A Difficult Task
February 08, 2014 • Leave a Comment
A couple weeks ago a dear friend of mine was killed in the line of duty with another firefighter, while on a call for the Toledo Fire Department. It was such an unexpected and tragic shock to everyone. He had been my inspiration to learn and play guitar for my church and was always the life of the group. He held a very special place in my life and will always be remembered.
A few days before the funeral, some of his family had asked me to take some photographs so that his little daughter and 2 month old son would have something to look back on and remember their father. It was a very difficult task to accept; but I wanted to honor the family's request and use my abilities as a photographer to maybe give the family something to remember- not the pain and heartache, but the celebration of his life and the multitudes of people who attended the service.
The day prior to the funeral, there had been a last alarm memorial service for the two fallen firefighters and the event was televised and many dignitaries and people attended to show their support. The service was very moving and the ceremonial events were awesome. It was expected that the funeral the next day was to be very crowded with friends, family and other fire houses from around the area.

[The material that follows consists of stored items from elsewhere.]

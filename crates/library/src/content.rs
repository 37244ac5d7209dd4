//! The content tree, as far as publishing is concerned.
//!
//! The CMS owns versioning, hierarchy and storage of its pages. All the
//! publisher needs from it is the shape of the tree (parents, children,
//! aliases), which nodes are live, and which URLs each node occupies. That is
//! the [`ContentTree`] trait; [`MemoryTree`] is the in-process implementation
//! loaded from a JSON manifest.

use crate::error::{ErrorKind, Result};
use exn::ResultExt;
use serde::{Deserialize, Serialize};
use staticpub_urls::PathMapper;
use std::collections::BTreeMap;

pub type NodeId = u64;
/// Absolute URL to priority.
pub type UrlMap = BTreeMap<String, i64>;

/// Anything that occupies cache slots.
pub trait Publishable {
    /// Identity used to deduplicate publishables within one change.
    fn key(&self) -> String;

    /// Every URL this object is cached under, with its priority.
    ///
    /// Empty for objects that cannot be resolved to a URL (unsaved, deleted,
    /// orphaned), which simply contribute nothing.
    fn urls_to_cache(&self) -> UrlMap;
}

#[derive(Debug, Clone, Copy, Default, PartialEq, Eq, Serialize, Deserialize)]
#[serde(tag = "type", rename_all = "snake_case")]
pub enum NodeKind {
    #[default]
    Page,
    /// Mirrors the content of `source` at its own URL.
    Virtual { source: NodeId },
    /// Redirects visitors to `target`.
    Redirector { target: NodeId },
}
impl NodeKind {
    /// The node this one is an alias of, if any.
    pub fn alias_of(&self) -> Option<NodeId> {
        match self {
            Self::Page => None,
            Self::Virtual { source } => Some(*source),
            Self::Redirector { target } => Some(*target),
        }
    }
}

fn live_by_default() -> bool {
    true
}

#[derive(Debug, Clone, PartialEq, Eq, Serialize, Deserialize)]
pub struct ContentNode {
    pub id: NodeId,
    #[serde(default)]
    pub parent: Option<NodeId>,
    /// URL segment of this node below its parent.
    pub segment: String,
    #[serde(default)]
    pub kind: NodeKind,
    #[serde(default = "live_by_default")]
    pub live: bool,
    #[serde(default)]
    pub priority: i64,
    /// Resolved by the owning tree.
    #[serde(skip)]
    pub urls: UrlMap,
}
impl ContentNode {
    pub fn page(id: NodeId, parent: Option<NodeId>, segment: impl Into<String>) -> Self {
        Self {
            id,
            parent,
            segment: segment.into(),
            kind: NodeKind::Page,
            live: true,
            priority: 0,
            urls: UrlMap::new(),
        }
    }

    pub fn with_kind(mut self, kind: NodeKind) -> Self {
        self.kind = kind;
        self
    }

    pub fn with_priority(mut self, priority: i64) -> Self {
        self.priority = priority;
        self
    }

    pub fn unpublished(mut self) -> Self {
        self.live = false;
        self
    }
}
impl Publishable for ContentNode {
    fn key(&self) -> String {
        format!("node:{}", self.id)
    }

    fn urls_to_cache(&self) -> UrlMap {
        self.urls.clone()
    }
}

/// Read access to the CMS content hierarchy.
pub trait ContentTree: Send + Sync {
    fn node(&self, id: NodeId) -> Option<&ContentNode>;

    /// Direct children, in a stable order.
    fn children(&self, id: NodeId) -> Vec<&ContentNode>;

    /// Virtual pages and redirectors pointing directly at `id`.
    fn aliases(&self, id: NodeId) -> Vec<&ContentNode>;

    /// Every node currently published.
    fn live_nodes(&self) -> Vec<&ContentNode>;

    fn parent(&self, id: NodeId) -> Option<&ContentNode> {
        self.node(id).and_then(|n| n.parent).and_then(|p| self.node(p))
    }

    /// Every descendant of `id`, parents before their children.
    fn descendants(&self, id: NodeId) -> Vec<&ContentNode> {
        let mut found = Vec::new();
        let mut pending = vec![id];
        // Guards against a malformed tree whose parent links loop.
        let mut seen = std::collections::BTreeSet::from([id]);
        while let Some(current) = pending.pop() {
            for child in self.children(current) {
                if seen.insert(child.id) {
                    found.push(child);
                    pending.push(child.id);
                }
            }
        }
        found
    }

    /// Every ancestor of `id`, nearest first.
    fn ancestors(&self, id: NodeId) -> Vec<&ContentNode> {
        let mut found: Vec<&ContentNode> = Vec::new();
        let mut current = self.parent(id);
        while let Some(node) = current {
            if node.id == id || found.iter().any(|n| n.id == node.id) {
                break;
            }
            found.push(node);
            current = self.parent(node.id);
        }
        found
    }
}

/// Root segments that map onto the site root rather than a sub-path.
const HOME_SEGMENTS: [&str; 2] = ["", "home"];

#[derive(Deserialize)]
struct Manifest {
    nodes: Vec<ContentNode>,
}

/// In-memory content tree.
///
/// Each node's URL is computed once, at construction, from the chain of URL
/// segments up to the root:
///
/// | node                                   | URL (base `https://example.com/`) |
/// |----------------------------------------|-----------------------------------|
/// | root `home`                            | `https://example.com/`            |
/// | root `about`                           | `https://example.com/about/`      |
/// | `team` below `about`                   | `https://example.com/about/team/` |
/// | node whose parent chain is broken      | no URL                            |
#[derive(Debug, Clone, Default)]
pub struct MemoryTree {
    nodes: BTreeMap<NodeId, ContentNode>,
    children: BTreeMap<NodeId, Vec<NodeId>>,
    aliases: BTreeMap<NodeId, Vec<NodeId>>,
}
impl MemoryTree {
    pub fn new(base_url: &str, nodes: impl IntoIterator<Item = ContentNode>) -> Result<Self> {
        let mapper = PathMapper::new(base_url, false).or_raise(|| ErrorKind::Configuration)?;
        let base = mapper.base_url().to_string();

        let nodes: BTreeMap<NodeId, ContentNode> = nodes.into_iter().map(|n| (n.id, n)).collect();
        let mut children: BTreeMap<NodeId, Vec<NodeId>> = BTreeMap::new();
        let mut aliases: BTreeMap<NodeId, Vec<NodeId>> = BTreeMap::new();
        for node in nodes.values() {
            if let Some(parent) = node.parent {
                children.entry(parent).or_default().push(node.id);
            }
            if let Some(original) = node.kind.alias_of() {
                aliases.entry(original).or_default().push(node.id);
            }
        }

        let links: BTreeMap<NodeId, String> =
            nodes.keys().filter_map(|id| Self::link(&nodes, &base, *id).map(|link| (*id, link))).collect();
        let nodes = nodes
            .into_iter()
            .map(|(id, mut node)| {
                node.urls = links.get(&id).map(|link| UrlMap::from([(link.clone(), node.priority)])).unwrap_or_default();
                (id, node)
            })
            .collect();

        Ok(Self { nodes, children, aliases })
    }

    /// Load a tree from a JSON manifest: `{"nodes": [{"id": 1, "segment": "home"}, ...]}`.
    pub fn from_json(base_url: &str, json: &str) -> Result<Self> {
        let manifest: Manifest = serde_json::from_str(json).or_raise(|| ErrorKind::Configuration)?;
        Self::new(base_url, manifest.nodes)
    }

    pub fn len(&self) -> usize {
        self.nodes.len()
    }

    pub fn is_empty(&self) -> bool {
        self.nodes.is_empty()
    }

    fn link(nodes: &BTreeMap<NodeId, ContentNode>, base: &str, id: NodeId) -> Option<String> {
        let mut segments = Vec::new();
        let mut current = nodes.get(&id)?;
        loop {
            segments.push(current.segment.trim_matches('/'));
            match current.parent {
                None => break,
                Some(parent) => current = nodes.get(&parent)?,
            }
            // A parent chain longer than the tree itself must loop.
            if segments.len() > nodes.len() {
                return None;
            }
        }
        segments.reverse();
        if segments.len() == 1 && HOME_SEGMENTS.contains(&segments[0]) {
            return Some(base.to_string());
        }
        let path = segments.into_iter().filter(|s| !s.is_empty()).collect::<Vec<_>>().join("/");
        Some(format!("{base}{path}/"))
    }

    fn lookup<'a>(&'a self, ids: Option<&Vec<NodeId>>) -> Vec<&'a ContentNode> {
        ids.into_iter().flatten().filter_map(|id| self.nodes.get(id)).collect()
    }
}
impl ContentTree for MemoryTree {
    fn node(&self, id: NodeId) -> Option<&ContentNode> {
        self.nodes.get(&id)
    }

    fn children(&self, id: NodeId) -> Vec<&ContentNode> {
        self.lookup(self.children.get(&id))
    }

    fn aliases(&self, id: NodeId) -> Vec<&ContentNode> {
        self.lookup(self.aliases.get(&id))
    }

    fn live_nodes(&self) -> Vec<&ContentNode> {
        self.nodes.values().filter(|n| n.live).collect()
    }
}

The day of the ceremony, the church was packed full of people paying their respects and celebrating the life of this brave firefighter. I was nervous about photographing the service, so much so, that I had gotten very little to no sleep the night before! I knew that this was something that the family had wanted done, but that did not help with the awkwardness one bit. I wanted to be invisible and unseen through the whole ceremony and to be very sensitive to the family and those who were mourning- that was the plan. I felt very out of place and as though I was sticking out like a sore thumb. I managed to grab a few shots without drawing too much attention to myself, but I can honestly say that it was one of the most challenging (both emotionally and professionally) experiences of my photography career. I was both there as a mourning friend and as a photographer with a job to do. I hope that maybe some of the images I was able to capture will be a a part of the healing and mourning process. And also something that his children and wife will be able to look back and remember his life and all those who he affected and inspired. I am honored for having the chance to participate in honoring and remembering the life of one of my friends using my talents and abilities. I hope that I will not be needing to do this very soon or often.